THE TASK: Among the lines below, copy exactly those from the one with "impl Drop for" through the one with "-> Result<InvocationResponse, MockError>", counting both ends.

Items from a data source
-=-=-
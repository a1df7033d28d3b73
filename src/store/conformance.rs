//! Behaviour every [`Graph`] backend must share.
//!
//! Each check takes a `&dyn Graph`, creates its own uniquely named links and
//! scopes its scans to the ids it created, so the suite can run against a
//! database that already holds data. Checks panic on failure.

use chrono::{DateTime, Duration, SubsecRound, Utc};
use std::time::Duration as StdDuration;
use uuid::Uuid;

use crate::error::GraphError;
use crate::types::{Edge, Link, LinkId};
use super::{collect_all, Graph};

/// Run every check in sequence.
pub async fn run_all(graph: &dyn Graph) {
    upsert_new_link(graph).await;
    upsert_existing_link(graph).await;
    retrieved_at_is_monotonic(graph).await;
    timestamps_use_microsecond_precision(graph).await;
    find_missing_link(graph).await;
    links_in_partition(graph).await;
    links_empty_range(graph).await;
    upsert_edge_refreshes(graph).await;
    upsert_edge_rejects_unknown_endpoint(graph).await;
    edges_in_partition(graph).await;
    remove_stale_edges(graph).await;
}

/// Whole-second timestamp, so backends with microsecond precision round-trip it.
fn base_time() -> DateTime<Utc> {
    Utc::now().trunc_subsecs(0) - Duration::hours(1)
}

fn unique_url(tag: &str) -> String {
    format!("https://conformance.test/{tag}/{}", Uuid::new_v4())
}

/// Smallest id strictly greater than `id`.
fn successor(id: LinkId) -> LinkId {
    LinkId::new(Uuid::from_u128(id.as_uuid().as_u128().saturating_add(1)))
}

async fn tick() {
    tokio::time::sleep(StdDuration::from_millis(5)).await;
}

/// A new URL gets a fresh id that `find_link` resolves.
pub async fn upsert_new_link(graph: &dyn Graph) {
    let url = unique_url("new");
    let t0 = base_time();

    let link = graph.upsert_link(Link::new(url.clone(), t0)).await.unwrap();
    assert!(!link.id.is_nil(), "store must assign an id");
    assert_eq!(link.url, url);
    assert_eq!(link.retrieved_at, t0);

    let found = graph.find_link(link.id).await.unwrap();
    assert_eq!(found, link);
}

/// Re-upserting a URL keeps its id and advances `retrieved_at`.
pub async fn upsert_existing_link(graph: &dyn Graph) {
    let url = unique_url("existing");
    let t0 = base_time();
    let t1 = t0 + Duration::minutes(1);

    let first = graph.upsert_link(Link::new(url.clone(), t0)).await.unwrap();
    let second = graph.upsert_link(Link::new(url.clone(), t1)).await.unwrap();

    assert_eq!(second.id, first.id, "link id changed while upserting");
    assert_eq!(second.retrieved_at, t1);

    // Upserting the returned value again is a no-op.
    let third = graph.upsert_link(second.clone()).await.unwrap();
    assert_eq!(third, second);
}

/// An older timestamp never moves `retrieved_at` backward.
pub async fn retrieved_at_is_monotonic(graph: &dyn Graph) {
    let url = unique_url("monotonic");
    let t0 = base_time();
    let t1 = t0 + Duration::minutes(1);

    let newer = graph.upsert_link(Link::new(url.clone(), t1)).await.unwrap();
    let older = graph.upsert_link(Link::new(url.clone(), t0)).await.unwrap();

    assert_eq!(older.id, newer.id);
    assert_eq!(older.retrieved_at, t1);
    assert_eq!(graph.find_link(newer.id).await.unwrap().retrieved_at, t1);
}

/// Sub-microsecond digits are dropped on write and on scan cutoffs.
pub async fn timestamps_use_microsecond_precision(graph: &dyn Graph) {
    let base = base_time();
    let link = graph
        .upsert_link(Link::new(unique_url("precision"), base + Duration::nanoseconds(1_234_567)))
        .await
        .unwrap();
    assert_eq!(link.retrieved_at, base + Duration::microseconds(1_234));

    let result = graph
        .links(link.id, successor(link.id), base + Duration::nanoseconds(1_234_900))
        .await;
    assert!(
        matches!(result, Err(GraphError::EmptyRange { .. })),
        "cutoff truncates to the stored value and excludes it"
    );

    let iter = graph
        .links(link.id, successor(link.id), base + Duration::microseconds(1_235))
        .await
        .unwrap();
    assert_eq!(collect_all(iter).await.unwrap(), vec![link]);
}

/// Unknown ids fail with `NotFound`.
pub async fn find_missing_link(graph: &dyn Graph) {
    let missing = LinkId::random();
    match graph.find_link(missing).await {
        Err(GraphError::NotFound(id)) => assert_eq!(id, missing),
        other => panic!("expected NotFound, got {other:?}"),
    }
}

/// A scan returns exactly the links inside `[from, to)` retrieved before the cutoff.
pub async fn links_in_partition(graph: &dyn Graph) {
    let t0 = base_time();
    let mut created = Vec::new();
    for i in 0..3 {
        let link = Link::new(unique_url("partition"), t0 + Duration::minutes(i));
        created.push(graph.upsert_link(link).await.unwrap());
    }

    for link in &created {
        let iter = graph
            .links(link.id, successor(link.id), link.retrieved_at + Duration::seconds(1))
            .await
            .unwrap();
        let got = collect_all(iter).await.unwrap();
        assert_eq!(got, vec![link.clone()]);

        // The cutoff is exclusive.
        let exact = graph.links(link.id, successor(link.id), link.retrieved_at).await;
        assert!(
            matches!(exact, Err(GraphError::EmptyRange { .. })),
            "link retrieved exactly at the cutoff must be excluded"
        );
    }

    // A full-range scan with a cutoff between the timestamps splits them.
    let cutoff = t0 + Duration::seconds(90);
    let iter = graph.links(LinkId::MIN, LinkId::MAX, cutoff).await.unwrap();
    let got = collect_all(iter).await.unwrap();
    assert!(got.iter().all(|l| l.retrieved_at < cutoff));
    assert!(got.iter().any(|l| l.id == created[0].id));
    assert!(got.iter().any(|l| l.id == created[1].id));
    assert!(!got.iter().any(|l| l.id == created[2].id));
}

/// Scans that match nothing fail with `EmptyRange`.
pub async fn links_empty_range(graph: &dyn Graph) {
    let link = graph
        .upsert_link(Link::new(unique_url("empty"), base_time()))
        .await
        .unwrap();

    let after = successor(link.id);
    let result = graph.links(after, successor(after), Utc::now()).await;
    assert!(matches!(result, Err(GraphError::EmptyRange { kind: "links", .. })));

    let result = graph.edges(after, successor(after), Utc::now()).await;
    assert!(matches!(result, Err(GraphError::EmptyRange { kind: "edges", .. })));
}

/// Re-upserting an edge keeps its id and refreshes `updated_at`.
pub async fn upsert_edge_refreshes(graph: &dyn Graph) {
    let a = graph.upsert_link(Link::new(unique_url("src"), base_time())).await.unwrap();
    let b = graph.upsert_link(Link::new(unique_url("dst"), base_time())).await.unwrap();

    let first = graph.upsert_edge(Edge::new(a.id, b.id)).await.unwrap();
    assert!(!first.id.is_nil());
    assert_eq!((first.src, first.dst), (a.id, b.id));

    tick().await;
    let second = graph.upsert_edge(Edge::new(a.id, b.id)).await.unwrap();

    assert_eq!(second.id, first.id, "edge id changed while upserting");
    assert!(second.updated_at > first.updated_at);
}

/// Edges must point between existing links.
pub async fn upsert_edge_rejects_unknown_endpoint(graph: &dyn Graph) {
    let a = graph.upsert_link(Link::new(unique_url("valid"), base_time())).await.unwrap();
    let ghost = LinkId::random();

    let result = graph.upsert_edge(Edge::new(a.id, ghost)).await;
    assert!(matches!(result, Err(GraphError::InvalidEdge { .. })));

    let result = graph.upsert_edge(Edge::new(ghost, a.id)).await;
    assert!(matches!(result, Err(GraphError::InvalidEdge { .. })));
}

/// An edge scan selects by source id and exclusive `updated_at` cutoff.
pub async fn edges_in_partition(graph: &dyn Graph) {
    let a = graph.upsert_link(Link::new(unique_url("a"), base_time())).await.unwrap();
    let b = graph.upsert_link(Link::new(unique_url("b"), base_time())).await.unwrap();
    let c = graph.upsert_link(Link::new(unique_url("c"), base_time())).await.unwrap();

    let ab = graph.upsert_edge(Edge::new(a.id, b.id)).await.unwrap();
    let ac = graph.upsert_edge(Edge::new(a.id, c.id)).await.unwrap();
    let bc = graph.upsert_edge(Edge::new(b.id, c.id)).await.unwrap();

    let latest = ab.updated_at.max(ac.updated_at);
    let iter = graph
        .edges(a.id, successor(a.id), latest + Duration::seconds(1))
        .await
        .unwrap();
    let mut got = collect_all(iter).await.unwrap();
    got.sort_by_key(|e| e.id);

    let mut expected = vec![ab.clone(), ac.clone()];
    expected.sort_by_key(|e| e.id);
    assert_eq!(got, expected);

    let iter = graph
        .edges(b.id, successor(b.id), bc.updated_at + Duration::seconds(1))
        .await
        .unwrap();
    assert_eq!(collect_all(iter).await.unwrap(), vec![bc.clone()]);

    let earliest = ab.updated_at.min(ac.updated_at);
    let result = graph.edges(a.id, successor(a.id), earliest).await;
    assert!(matches!(result, Err(GraphError::EmptyRange { .. })));
}

/// Sweeping removes only the source's edges older than the cutoff.
pub async fn remove_stale_edges(graph: &dyn Graph) {
    let a = graph.upsert_link(Link::new(unique_url("sweep-a"), base_time())).await.unwrap();
    let b = graph.upsert_link(Link::new(unique_url("sweep-b"), base_time())).await.unwrap();
    let c = graph.upsert_link(Link::new(unique_url("sweep-c"), base_time())).await.unwrap();

    let ab = graph.upsert_edge(Edge::new(a.id, b.id)).await.unwrap();
    graph.upsert_edge(Edge::new(a.id, c.id)).await.unwrap();
    let bc = graph.upsert_edge(Edge::new(b.id, c.id)).await.unwrap();

    tick().await;
    let ac = graph.upsert_edge(Edge::new(a.id, c.id)).await.unwrap();
    assert!(ab.updated_at < ac.updated_at);

    // a->b is stale, the refreshed a->c sits exactly at the cutoff.
    let cutoff = ac.updated_at;
    graph.remove_stale_edges(a.id, cutoff).await.unwrap();
    graph.remove_stale_edges(a.id, cutoff).await.unwrap();

    let far = ac.updated_at + Duration::hours(1);
    let iter = graph.edges(a.id, successor(a.id), far).await.unwrap();
    assert_eq!(collect_all(iter).await.unwrap(), vec![ac.clone()]);

    let iter = graph.edges(b.id, successor(b.id), far).await.unwrap();
    assert_eq!(collect_all(iter).await.unwrap(), vec![bc]);

    graph.remove_stale_edges(a.id, far).await.unwrap();
    let result = graph.edges(a.id, successor(a.id), far).await;
    assert!(matches!(result, Err(GraphError::EmptyRange { .. })));
}
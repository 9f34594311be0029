//! Bedrock-runtime-compatible HTTP server returning synthetic completions.
//!
//! No inference happens here: every invocation gets a canned completion
//! shaped like the real model family's response, after an artificial delay.
//!
//! ## Endpoints
//!
//! - `GET /health`: liveness probe
//! - `POST /model/{modelId}/invoke`: synchronous invocation
//! - `POST /model/{modelId}/invoke-with-response-stream`: same payload,
//!   written as a single chunk with the event-stream content type
//! - `OPTIONS *`: CORS preflight
//!
//! Anything else answers 404.

use axum::Router;
use axum::body::{Body, Bytes};
use axum::extract::{DefaultBodyLimit, Path, Request, State};
use axum::http::header::{
    ACCESS_CONTROL_ALLOW_HEADERS, ACCESS_CONTROL_ALLOW_METHODS, ACCESS_CONTROL_ALLOW_ORIGIN,
    CONTENT_TYPE,
};
use axum::http::{HeaderMap, HeaderValue, Method, StatusCode, Uri};
use axum::middleware::{self, Next};
use axum::response::{IntoResponse, Json, Response};
use axum::routing::{get, post};
use rand::Rng;
use serde::{Deserialize, Serialize};
use std::convert::Infallible;
use std::net::SocketAddr;
use std::sync::Arc;
use std::time::Duration;
use tokio::net::TcpListener;
use tokio::task::JoinHandle;
use tracing::{info, warn};

use crate::catalog::ModelCatalog;
use crate::config::ServerConfig;
use crate::error::MockError;
use crate::request::{InvocationRequest, LOG_PREVIEW_CHARS};
use crate::response::{self, InvocationResponse};

/// Content type of `invoke-with-response-stream` responses.
pub const EVENT_STREAM_CONTENT_TYPE: &str = "application/vnd.amazon.eventstream";

const CORS_ALLOW_ORIGIN: &str = "*";
const CORS_ALLOW_METHODS: &str = "GET, POST, OPTIONS";
const CORS_ALLOW_HEADERS: &str = "Content-Type, Authorization, X-Amz-Date, X-Amz-Security-Token";

// ---------------------------------------------------------------------------
// Response types
// ---------------------------------------------------------------------------

/// Response from `GET /health`.
#[derive(Debug, Clone, Serialize, Deserialize)]
pub struct HealthResponse {
    /// Always `"healthy"`.
    pub status: String,
    /// Current time, ISO-8601 UTC with milliseconds.
    pub timestamp: String,
}

/// Response for unmatched routes.
#[derive(Debug, Clone, Serialize, Deserialize)]
pub struct NotFoundResponse {
    /// Always `"Not found"`.
    pub error: String,
    /// Request path, without the query string.
    pub path: String,
}

// ---------------------------------------------------------------------------
// Shared application state
// ---------------------------------------------------------------------------

/// Shared state for axum handlers.
#[derive(Clone)]
struct AppState {
    /// Read-only model table.
    catalog: Arc<ModelCatalog>,
    /// Artificial delay window in milliseconds, `[min, max)`.
    latency_ms: (u64, u64),
}

/// Build the mock's router.
///
/// Exposed separately from [`MockServer`] so it can be driven in-process.
/// Request bodies are not size-limited. axum answers `HEAD /health` through
/// the GET handler (200, empty body) rather than 404.
pub fn router(catalog: Arc<ModelCatalog>, config: &ServerConfig) -> Router {
    let state = AppState {
        catalog,
        latency_ms: config.latency_ms,
    };

    Router::new()
        .route("/health", get(handle_health))
        .route("/model/{model_id}/invoke", post(handle_invoke))
        .route(
            "/model/{model_id}/invoke-with-response-stream",
            post(handle_invoke_stream),
        )
        .fallback(handle_not_found)
        .method_not_allowed_fallback(handle_not_found)
        .layer(DefaultBodyLimit::disable())
        .layer(middleware::from_fn(cors))
        .with_state(state)
}

// ---------------------------------------------------------------------------
// MockServer
// ---------------------------------------------------------------------------

/// A running mock server on a background tokio task.
pub struct MockServer {
    /// The address the server is listening on.
    addr: SocketAddr,
    /// Handle to the background server task.
    handle: JoinHandle<()>,
}

impl MockServer {
    /// Start the mock server.
    ///
    /// Binds to `{config.host}:{config.port}` (use port `0` for auto-assign)
    /// and begins serving in a background tokio task.
    ///
    /// # Errors
    ///
    /// Returns an error if the config is invalid or the listener cannot bind.
    pub async fn start(catalog: Arc<ModelCatalog>, config: &ServerConfig) -> crate::Result<Self> {
        config.validate()?;
        let app = router(catalog, config);

        let listener = TcpListener::bind(config.bind_addr()).await?;
        let addr = listener.local_addr()?;

        info!("mock bedrock listening on http://{addr}");

        let handle = tokio::spawn(async move {
            if let Err(e) = axum::serve(listener, app).await {
                tracing::error!("mock bedrock server error: {e}");
            }
        });

        Ok(Self { addr, handle })
    }

    /// Returns the address the server is listening on.
    pub fn addr(&self) -> SocketAddr {
        self.addr
    }

    /// Returns the port the server is listening on.
    pub fn port(&self) -> u16 {
        self.addr.port()
    }

    /// Base URL for clients, e.g. `http://127.0.0.1:8080`.
    pub fn base_url(&self) -> String {
        format!("http://127.0.0.1:{}", self.port())
    }

    /// Abort the server task.
    pub fn shutdown(&self) {
        self.handle.abort();
    }
}

impl Drop for MockServer {
    fn drop(&mut self) {
        self.handle.abort();
    }
}

// ---------------------------------------------------------------------------
// Helpers
// ---------------------------------------------------------------------------

/// Current time as ISO-8601 UTC with millisecond precision.
fn iso_timestamp() -> String {
    chrono::Utc::now().to_rfc3339_opts(chrono::SecondsFormat::Millis, true)
}

/// Draw a delay uniformly from `[min, max)` milliseconds.
fn sample_latency((min_ms, max_ms): (u64, u64)) -> Duration {
    if max_ms <= min_ms {
        return Duration::from_millis(min_ms);
    }
    Duration::from_millis(rand::thread_rng().gen_range(min_ms..max_ms))
}

fn apply_cors_headers(headers: &mut HeaderMap) {
    headers.insert(
        ACCESS_CONTROL_ALLOW_ORIGIN,
        HeaderValue::from_static(CORS_ALLOW_ORIGIN),
    );
    headers.insert(
        ACCESS_CONTROL_ALLOW_METHODS,
        HeaderValue::from_static(CORS_ALLOW_METHODS),
    );
    headers.insert(
        ACCESS_CONTROL_ALLOW_HEADERS,
        HeaderValue::from_static(CORS_ALLOW_HEADERS),
    );
}

/// Parse, delay and synthesize one invocation.
async fn invoke(
    state: &AppState,
    model_id: &str,
    raw_body: &[u8],
    stream: bool,
) -> Result<InvocationResponse, MockError> {
    let request = InvocationRequest::parse(raw_body).inspect_err(|e| {
        warn!(model_id, stream, error = %e, "rejected invocation");
    })?;

    info!(model_id, stream, "invoke");
    info!(request = %request.log_preview(LOG_PREVIEW_CHARS), "request body");

    tokio::time::sleep(sample_latency(state.latency_ms)).await;

    let response = response::synthesize(&state.catalog, model_id, &request);
    let (input_tokens, output_tokens) = response.token_counts();
    info!(model_id, input_tokens, output_tokens, "response");
    Ok(response)
}

// ---------------------------------------------------------------------------
// Middleware and route handlers
// ---------------------------------------------------------------------------

/// Answer preflight requests and stamp CORS headers on everything else.
async fn cors(request: Request, next: Next) -> Response {
    let mut response = if request.method() == Method::OPTIONS {
        StatusCode::OK.into_response()
    } else {
        next.run(request).await
    };
    apply_cors_headers(response.headers_mut());
    response
}

/// `GET /health`
async fn handle_health() -> Json<HealthResponse> {
    Json(HealthResponse {
        status: "healthy".to_owned(),
        timestamp: iso_timestamp(),
    })
}

/// `POST /model/{model_id}/invoke`
async fn handle_invoke(
    State(state): State<AppState>,
    Path(model_id): Path<String>,
    body: Bytes,
) -> Result<Json<InvocationResponse>, MockError> {
    let response = invoke(&state, &model_id, &body, false).await?;
    Ok(Json(response))
}

/// `POST /model/{model_id}/invoke-with-response-stream`
///
/// The payload goes out as one unframed chunk; the body has no known length,
/// so HTTP/1.1 clients see `Transfer-Encoding: chunked`.
async fn handle_invoke_stream(
    State(state): State<AppState>,
    Path(model_id): Path<String>,
    body: Bytes,
) -> Result<Response, MockError> {
    let response = invoke(&state, &model_id, &body, true).await?;
    let payload = Bytes::from(serde_json::to_vec(&response)?);
    let chunk = futures_util::stream::once(async move { Ok::<_, Infallible>(payload) });
    Ok((
        StatusCode::OK,
        [(
            CONTENT_TYPE,
            HeaderValue::from_static(EVENT_STREAM_CONTENT_TYPE),
        )],
        Body::from_stream(chunk),
    )
        .into_response())
}

/// Fallback for unmatched paths and methods.
async fn handle_not_found(uri: Uri) -> (StatusCode, Json<NotFoundResponse>) {
    (
        StatusCode::NOT_FOUND,
        Json(NotFoundResponse {
            error: "Not found".to_owned(),
            path: uri.path().to_owned(),
        }),
    )
}
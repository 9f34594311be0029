//! Character-count token heuristic.
//!
//! Not a tokenizer: one token per four characters, rounded up. Length is
//! measured in UTF-16 code units so counts line up with what JavaScript
//! clients compute for the same text.

/// Characters attributed to a single token.
pub const CHARS_PER_TOKEN: usize = 4;

/// Estimate the token count of `text` as `ceil(len / 4)`.
pub fn estimate_tokens(text: &str) -> u32 {
    let units = text.encode_utf16().count();
    u32::try_from(units.div_ceil(CHARS_PER_TOKEN)).unwrap_or(u32::MAX)
}

#[cfg(test)]
mod tests {
    use super::*;

    #[test]
    fn empty_is_zero() {
        assert_eq!(estimate_tokens(""), 0);
    }

    #[test]
    fn exact_multiple_does_not_round_up() {
        assert_eq!(estimate_tokens("abcd"), 1);
        assert_eq!(estimate_tokens("abcdefgh"), 2);
    }

    #[test]
    fn partial_chunk_rounds_up() {
        assert_eq!(estimate_tokens("a"), 1);
        assert_eq!(estimate_tokens("abcde"), 2);
        // `{"prompt":"abcd"}` is 17 characters
        assert_eq!(estimate_tokens(r#"{"prompt":"abcd"}"#), 5);
    }

    #[test]
    fn counts_utf16_units_not_bytes() {
        // 4 chars, 8 bytes in UTF-8
        assert_eq!(estimate_tokens("éééé"), 1);
        // one astral char is two UTF-16 units
        assert_eq!(estimate_tokens("😀😀"), 1);
        assert_eq!(estimate_tokens("😀😀😀"), 2);
    }
}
-=-=-
WRITTEN RESPONSE:
impl Drop for MockServer {
    fn drop(&mut self) {
        self.handle.abort();
    }
}

// ---------------------------------------------------------------------------
// Helpers
// ---------------------------------------------------------------------------

/// Current time as ISO-8601 UTC with millisecond precision.
fn iso_timestamp() -> String {
    chrono::Utc::now().to_rfc3339_opts(chrono::SecondsFormat::Millis, true)
}

/// Draw a delay uniformly from `[min, max)` milliseconds.
fn sample_latency((min_ms, max_ms): (u64, u64)) -> Duration {
    if max_ms <= min_ms {
        return Duration::from_millis(min_ms);
    }
    Duration::from_millis(rand::thread_rng().gen_range(min_ms..max_ms))
}

fn apply_cors_headers(headers: &mut HeaderMap) {
    headers.insert(
        ACCESS_CONTROL_ALLOW_ORIGIN,
        HeaderValue::from_static(CORS_ALLOW_ORIGIN),
    );
    headers.insert(
        ACCESS_CONTROL_ALLOW_METHODS,
        HeaderValue::from_static(CORS_ALLOW_METHODS),
    );
    headers.insert(
        ACCESS_CONTROL_ALLOW_HEADERS,
        HeaderValue::from_static(CORS_ALLOW_HEADERS),
    );
}

/// Parse, delay and synthesize one invocation.
async fn invoke(
    state: &AppState,
    model_id: &str,
    raw_body: &[u8],
    stream: bool,
) -> Result<InvocationResponse, MockError> {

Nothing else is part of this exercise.